The Stewart's Melville squad for Saturday's league game against Boroughmuir at Meggetland, kick off 3 pm, is:

-
Andrew Brock
-
Andy Gamble
-
Bonker
-
Calum Bruce
-
Calvin Laing
-
Danger
-
Darren Hoyland
-
Gav Forrest
-
Gavin Black
-
Graeme Mitchell
-
Hamish Homer
-
Hugh Connelly
-
Jack Green
-
James Kirkwood
-
Jamie Crook
-
Jesus
-
John Donnelly
-
John Hughes
-
Laing Robson
-
Matt Fenn
-
Nelly Young
-
Nick Rutherford
-
Richie Munro
-
Sean Nisbet
-
Stephen 'Waif' Mathieson
-
Sully
-
Toby Hartley

Outstanding commitment this week. I thank everyone listed
above for their willingness to leave Daniel’s Den and head south
towards the green and pleasant land to take on the might of the all
conquering Boroughmuir 3rds.

But the journey only starts here, and having your name on the squad sheet is only the first test - the final examination will only be judged at the full time whistle

Switching to broken record mode: “This is a must win game! Our destiny is not in our hands, and we need other results to go our way … but, with a good couple of bonus point wins, then our destiny once again becomes ours to do with as we want.”

It's a Foie Gras week, a real luxury of strength and depth. Anyone who has been following us this season will know that we have invariably struggled for numbers.

I WILL APOLOGISE NOW - SOME MAY NOT GET AS LONG A RUN AS THEY MAY LIKE - BUT WILL ENDEAVOUR TO GET EVERYONE A GAME AT SOME POINT – however, please bear with me, as this will be a very tough game, and substitutions will this week be based upon the stage of the game!

Please be at Meggetland by 2.30 pm.

Danger


Match Report

3rd XV against Boroughmuir at Meggetland, 6/3/10

You can find an alternative report on this 'Lions vs Bears' match here.

Unfortunately, due to injuries and suspensions in the 1st XV, we were struggling to get a team together. Once again Malcolm the Manager and scrum half did a terrific job, securing the services of John Donnelly his halfback partner as they were leaving Lulu at closing time on Friday night.

As we arrived at Meggetland, the opposition were running through some grids and other pre-match rituals.

Lesson 1 - As I have told many people before, “that is wasted energy; your body only has a limited supply, why waste it?”
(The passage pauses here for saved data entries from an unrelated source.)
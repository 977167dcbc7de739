use crate::output::{print_json, print_table};
use anyhow::Result;
use clap::Subcommand;
use std::path::Path;
use unlock_core::user::UserAccount;

#[derive(Subcommand)]
pub enum UserSubcommand {
    /// Create a user account
    Add {
        id: String,
        #[arg(long)]
        email: String,
    },
    /// Show one account
    Show { id: String },
    /// List all accounts
    List,
    /// Grant credits to an account (admin)
    Credit { id: String, amount: u32 },
}

pub fn run(root: &Path, subcmd: UserSubcommand, json: bool) -> Result<()> {
    match subcmd {
        UserSubcommand::Add { id, email } => add(root, &id, &email, json),
        UserSubcommand::Show { id } => show(root, &id, json),
        UserSubcommand::List => list(root, json),
        UserSubcommand::Credit { id, amount } => credit(root, &id, amount, json),
    }
}

fn add(root: &Path, id: &str, email: &str, json: bool) -> Result<()> {
    let user = UserAccount::create(root, id, email)?;
    if json {
        print_json(&user)?;
    } else {
        println!("Created user '{}' <{}>", user.id, user.email);
    }
    Ok(())
}

fn show(root: &Path, id: &str, json: bool) -> Result<()> {
    let user = UserAccount::load(root, id)?;
    if json {
        print_json(&user)?;
    } else {
        println!("{} <{}>", user.id, user.email);
        println!("  credits: {}", user.credits);
        println!("  created: {}", user.created_at.to_rfc3339());
    }
    Ok(())
}

fn list(root: &Path, json: bool) -> Result<()> {
    let users = UserAccount::list(root)?;
    if json {
        print_json(&users)?;
    } else {
        let rows = users
            .iter()
            .map(|u| vec![u.id.clone(), u.email.clone(), u.credits.to_string()])
            .collect();
        print_table(&["ID", "EMAIL", "CREDITS"], rows);
    }
    Ok(())
}

fn credit(root: &Path, id: &str, amount: u32, json: bool) -> Result<()> {
    let mut user = UserAccount::load(root, id)?;
    user.grant_credits(amount);
    user.save(root)?;
    if json {
        print_json(&user)?;
    } else {
        println!("Granted {} credits to '{}' (balance: {})", amount, user.id, user.credits);
    }
    Ok(())
}
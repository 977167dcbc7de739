use crate::error::{Result, UnlockError};
use crate::paths;
use crate::types::{ProcessPhase, ProcessType};
use rand::Rng;
use serde::{Deserialize, Serialize};
use std::path::Path;

pub const MS_PER_MINUTE: u64 = 60_000;

// ---------------------------------------------------------------------------
// PhaseSplit
// ---------------------------------------------------------------------------

/// Percentage split of a phase's total duration across its four steps.
///
/// Each step delay is `floor(total * pct / 100)`. Step 4 is floored the same
/// way as steps 1-3 rather than taking the remainder, so the delays sum to at
/// most the total (integer rounding may drop a few milliseconds).
#[derive(Debug, Clone, Copy, PartialEq, Eq, Serialize, Deserialize)]
pub struct PhaseSplit {
    pub step1: u32,
    pub step2: u32,
    pub step3: u32,
    pub step4: u32,
}

impl PhaseSplit {
    pub fn new(step1: u32, step2: u32, step3: u32, step4: u32) -> Self {
        Self {
            step1,
            step2,
            step3,
            step4,
        }
    }

    pub fn even() -> Self {
        Self::new(25, 25, 25, 25)
    }

    pub fn percentages(&self) -> [u32; 4] {
        [self.step1, self.step2, self.step3, self.step4]
    }

    pub fn sum(&self) -> u32 {
        self.step1 + self.step2 + self.step3 + self.step4
    }

    /// Derive the four step delays from a total phase duration.
    pub fn step_delays_ms(&self, total_ms: u64) -> [u64; 4] {
        let delay = |pct: u32| total_ms * u64::from(pct) / 100;
        [
            delay(self.step1),
            delay(self.step2),
            delay(self.step3),
            delay(self.step4),
        ]
    }
}

// ---------------------------------------------------------------------------
// ProcessTiming
// ---------------------------------------------------------------------------

#[derive(Debug, Clone, PartialEq, Eq, Serialize, Deserialize)]
pub struct ProcessTiming {
    #[serde(default = "default_min_minutes")]
    pub min_minutes: u32,
    #[serde(default = "default_max_minutes")]
    pub max_minutes: u32,
    pub phase1: PhaseSplit,
    pub phase2: PhaseSplit,
}

fn default_min_minutes() -> u32 {
    5
}

fn default_max_minutes() -> u32 {
    15
}

impl ProcessTiming {
    fn default_for(process: ProcessType) -> Self {
        let phase1 = match process {
            ProcessType::Unlock => PhaseSplit::new(20, 30, 30, 20),
            ProcessType::Blacklist => PhaseSplit::new(25, 35, 25, 15),
        };
        Self {
            min_minutes: default_min_minutes(),
            max_minutes: default_max_minutes(),
            phase1,
            phase2: PhaseSplit::even(),
        }
    }

    pub fn split_for(&self, phase: ProcessPhase) -> &PhaseSplit {
        match phase {
            ProcessPhase::One => &self.phase1,
            ProcessPhase::Two => &self.phase2,
        }
    }
}

// ---------------------------------------------------------------------------
// TimingConfig
// ---------------------------------------------------------------------------

/// Process timing for both service types, admin-editable.
///
/// Read side never fails: a missing or unparsable `timing.yaml` degrades to
/// the built-in defaults. Write side is validated, so a config that made it
/// to disk through `save` has splits summing to ~100 and `min <= max`.
#[derive(Debug, Clone, PartialEq, Eq, Serialize, Deserialize)]
pub struct TimingConfig {
    #[serde(default = "default_version")]
    pub version: u32,
    #[serde(default = "default_enabled")]
    pub enabled: bool,
    pub unlock: ProcessTiming,
    pub blacklist: ProcessTiming,
}

fn default_version() -> u32 {
    1
}

fn default_enabled() -> bool {
    true
}

impl Default for TimingConfig {
    fn default() -> Self {
        Self {
            version: 1,
            enabled: true,
            unlock: ProcessTiming::default_for(ProcessType::Unlock),
            blacklist: ProcessTiming::default_for(ProcessType::Blacklist),
        }
    }
}

impl TimingConfig {
    /// Load the timing config, falling back to defaults on any failure.
    pub fn load_or_default(root: &Path) -> Self {
        let path = paths::timing_path(root);
        match std::fs::read_to_string(&path) {
            Ok(data) => match serde_yaml::from_str(&data) {
                Ok(cfg) => cfg,
                Err(e) => {
                    tracing::warn!("unparsable timing config, using defaults: {e}");
                    Self::default()
                }
            },
            Err(_) => Self::default(),
        }
    }

    pub fn save(&self, root: &Path) -> Result<()> {
        self.validate()?;
        let data = serde_yaml::to_string(self)?;
        crate::io::atomic_write(&paths::timing_path(root), data.as_bytes())
    }

    /// Reject configs with out-of-order duration bounds or splits that do
    /// not sum to 100 (±1 to tolerate admin rounding).
    pub fn validate(&self) -> Result<()> {
        for process in ProcessType::all() {
            let timing = self.timing_for(*process);
            if timing.min_minutes == 0 {
                return Err(UnlockError::InvalidTimingConfig(format!(
                    "{process}: min_minutes must be at least 1"
                )));
            }
            if timing.min_minutes > timing.max_minutes {
                return Err(UnlockError::InvalidTimingConfig(format!(
                    "{process}: min_minutes {} exceeds max_minutes {}",
                    timing.min_minutes, timing.max_minutes
                )));
            }
            for phase in [ProcessPhase::One, ProcessPhase::Two] {
                let sum = timing.split_for(phase).sum();
                if !(99..=101).contains(&sum) {
                    return Err(UnlockError::InvalidTimingConfig(format!(
                        "{process} phase {phase}: step percentages sum to {sum}, expected 100"
                    )));
                }
            }
        }
        Ok(())
    }

    pub fn timing_for(&self, process: ProcessType) -> &ProcessTiming {
        match process {
            ProcessType::Unlock => &self.unlock,
            ProcessType::Blacklist => &self.blacklist,
        }
    }

    pub fn timing_for_mut(&mut self, process: ProcessType) -> &mut ProcessTiming {
        match process {
            ProcessType::Unlock => &mut self.unlock,
            ProcessType::Blacklist => &mut self.blacklist,
        }
    }

    pub fn split_for(&self, process: ProcessType, phase: ProcessPhase) -> &PhaseSplit {
        self.timing_for(process).split_for(phase)
    }

    /// Sample a total duration: a uniform whole number of minutes in
    /// `[min, max]` inclusive, in milliseconds.
    pub fn random_duration_ms(&self, process: ProcessType) -> u64 {
        let timing = self.timing_for(process);
        let minutes = rand::thread_rng().gen_range(timing.min_minutes..=timing.max_minutes);
        u64::from(minutes) * MS_PER_MINUTE
    }
}

// ---------------------------------------------------------------------------
// Tests
// ---------------------------------------------------------------------------

#[cfg(test)]
mod tests {
    use super::*;
    use tempfile::TempDir;

    #[test]
    fn default_splits_sum_to_100() {
        let cfg = TimingConfig::default();
        for process in ProcessType::all() {
            for phase in [ProcessPhase::One, ProcessPhase::Two] {
                assert_eq!(cfg.split_for(*process, phase).sum(), 100);
            }
        }
    }

    #[test]
    fn random_duration_within_bounds() {
        let cfg = TimingConfig::default();
        for _ in 0..200 {
            let ms = cfg.random_duration_ms(ProcessType::Unlock);
            assert!(ms >= 5 * MS_PER_MINUTE, "below minimum: {ms}");
            assert!(ms <= 15 * MS_PER_MINUTE, "above maximum: {ms}");
            assert_eq!(ms % MS_PER_MINUTE, 0, "not whole minutes: {ms}");
        }
    }

    #[test]
    fn random_duration_degenerate_range() {
        let mut cfg = TimingConfig::default();
        cfg.unlock.min_minutes = 7;
        cfg.unlock.max_minutes = 7;
        assert_eq!(cfg.random_duration_ms(ProcessType::Unlock), 7 * MS_PER_MINUTE);
    }

    #[test]
    fn step_delays_are_floored_percentages() {
        let split = PhaseSplit::new(20, 30, 30, 20);
        assert_eq!(
            split.step_delays_ms(600_000),
            [120_000, 180_000, 180_000, 120_000]
        );

        let split = PhaseSplit::new(25, 35, 25, 15);
        assert_eq!(
            split.step_delays_ms(900_000),
            [225_000, 315_000, 225_000, 135_000]
        );
    }

    #[test]
    fn step_delays_never_exceed_total() {
        // 33/33/33/1 loses milliseconds to flooring; the sum must stay <= total.
        let split = PhaseSplit::new(33, 33, 33, 1);
        let total = 100_001;
        let delays = split.step_delays_ms(total);
        assert!(delays.iter().sum::<u64>() <= total);
    }

    #[test]
    fn load_missing_file_falls_back_to_defaults() {
        let dir = TempDir::new().unwrap();
        let cfg = TimingConfig::load_or_default(dir.path());
        assert_eq!(cfg, TimingConfig::default());
    }

    #[test]
    fn load_corrupt_file_falls_back_to_defaults() {
        let dir = TempDir::new().unwrap();
        std::fs::create_dir_all(dir.path().join(".unlockhub")).unwrap();
        std::fs::write(dir.path().join(".unlockhub/timing.yaml"), "{not yaml:::").unwrap();
        let cfg = TimingConfig::load_or_default(dir.path());
        assert_eq!(cfg, TimingConfig::default());
    }

    #[test]
    fn save_and_reload_roundtrip() {
        let dir = TempDir::new().unwrap();
        let mut cfg = TimingConfig::default();
        cfg.unlock.min_minutes = 3;
        cfg.unlock.max_minutes = 8;
        cfg.unlock.phase1 = PhaseSplit::new(10, 40, 40, 10);
        cfg.save(dir.path()).unwrap();

        let loaded = TimingConfig::load_or_default(dir.path());
        assert_eq!(loaded, cfg);
    }

    #[test]
    fn save_rejects_bad_split() {
        let dir = TempDir::new().unwrap();
        let mut cfg = TimingConfig::default();
        cfg.blacklist.phase2 = PhaseSplit::new(50, 50, 50, 50);
        assert!(matches!(
            cfg.save(dir.path()),
            Err(UnlockError::InvalidTimingConfig(_))
        ));
    }

    #[test]
    fn save_rejects_inverted_range() {
        let dir = TempDir::new().unwrap();
        let mut cfg = TimingConfig::default();
        cfg.unlock.min_minutes = 20;
        cfg.unlock.max_minutes = 10;
        assert!(cfg.save(dir.path()).is_err());
    }

    #[test]
    fn validate_tolerates_rounding_sums() {
        let mut cfg = TimingConfig::default();
        cfg.unlock.phase1 = PhaseSplit::new(33, 33, 33, 2); // 101
        cfg.validate().unwrap();
        cfg.unlock.phase1 = PhaseSplit::new(33, 33, 33, 0); // 99
        cfg.validate().unwrap();
    }
}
Checking our squad before kick off, we realised that our starting winger and number 8 had both gone AWOL. We also had no second rows or lineout jumpers - just a normal Saturday afternoon, really.

3rd XV against Boroughmuir at Meggetland, 6/3/10

On to the game – they kicked off – we scored – as is customary in these situations, they kicked off again – being polite, we felt it necessary to score again – apparently it is in the rules that the team that concedes must restart the game with a kick off – once again we obliged with another try. It was as if the Bears had gone for a walk in the woods and we had nipped in to steal their porridge.

I don’t think their players liked this style of free flowing rugby, but it was fun to watch, and, just like in 'Rocky IV' when the Russian crowd started chanting for Rocky rather than Drago, you could hear the Bears supporters beginning to cheer for the visiting team.

This just made their players angry, and one of them rather stupidly lashed out in full sight of the referee, who had no choice but to yellow card him. Silly Bear.

Knowing they couldn’t match us in the total rugby stakes, the Bears kept it tight and tried to wear us down with driving mauls. Their efforts paid off with a couple of well worked tries. We replied with a penalty to ensure that no losing bonus could be secured, and, if not for numerous errors when in good positions, would have scored again to secure the try bonus our play deserved.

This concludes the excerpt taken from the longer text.